• [TASK BRIEF]: Everything from the line with "self.buckets.len()" to the final line of the records should be reproduced word for word, with both of those lines kept.

Top of INPUT DATA

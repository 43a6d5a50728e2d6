use std::sync::Arc;
use std::time::{Duration, Instant};

use dashmap::DashMap;
use tokio::task::JoinHandle;
use tracing::debug;

#[derive(Debug, Clone, Copy)]
struct Bucket {
    count: u32,
    window_start: Instant,
}

/// Fixed-window request counter keyed by client identifier.
///
/// Counting is strict: a denied request still increments its bucket, so a
/// client that keeps hammering during a full window only recovers once the
/// window itself expires. Buckets are created lazily and only reclaimed by
/// [`RateLimiter::sweep`]; within a live window eviction never happens, so
/// sweeping cannot change an allow/deny outcome.
///
/// Each endpoint gets its own instance with its own `(limit, window)` pair.
pub struct RateLimiter {
    buckets: DashMap<String, Bucket>,
    limit: u32,
    window: Duration,
}

impl RateLimiter {
    pub fn new(limit: u32, window: Duration) -> Self {
        Self {
            buckets: DashMap::new(),
            limit,
            window,
        }
    }

    /// Returns `true` if the request is allowed. Mutates the bucket either way.
    pub fn check(&self, key: &str) -> bool {
        self.check_at(key, Instant::now())
    }

    fn check_at(&self, key: &str, now: Instant) -> bool {
        // The entry guard holds the shard lock for the whole read-modify-write,
        // which keeps the counter update atomic across parallel handlers.
        let mut bucket = self.buckets.entry(key.to_string()).or_insert(Bucket {
            count: 0,
            window_start: now,
        });

        if now.duration_since(bucket.window_start) > self.window {
            bucket.count = 0;
            bucket.window_start = now;
        }

        bucket.count += 1;
        bucket.count <= self.limit
    }

    /// Drops buckets whose window has lapsed, bounding memory under many
    /// distinct client keys.
    pub fn sweep(&self) {
        self.sweep_at(Instant::now());
    }

    fn sweep_at(&self, now: Instant) {
        self.buckets
            .retain(|_, bucket| now.duration_since(bucket.window_start) <= self.window);
    }

    pub fn tracked_keys(&self) -> usize {
        self.buckets.len()
    }
}

/// Periodically sweeps expired buckets out of the given limiters.
pub fn spawn_sweeper(limiters: Vec<Arc<RateLimiter>>, period: Duration) -> JoinHandle<()> {
    tokio::spawn(async move {
        let mut ticker = tokio::time::interval(period);
        ticker.tick().await; // first tick fires immediately
        loop {
            ticker.tick().await;
            for limiter in &limiters {
                limiter.sweep();
                debug!("Rate limit sweep done, {} keys tracked", limiter.tracked_keys());
            }
        }
    })
}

Bottom of INPUT DATA

• [THE COMPLETED TASK]:
        self.buckets.len()
    }
}

/// Periodically sweeps expired buckets out of the given limiters.
pub fn spawn_sweeper(limiters: Vec<Arc<RateLimiter>>, period: Duration) -> JoinHandle<()> {
    tokio::spawn(async move {
        let mut ticker = tokio::time::interval(period);
        ticker.tick().await; // first tick fires immediately
        loop {
            ticker.tick().await;
            for limiter in &limiters {
                limiter.sweep();
                debug!("Rate limit sweep done, {} keys tracked", limiter.tracked_keys());
            }
        }
    })
}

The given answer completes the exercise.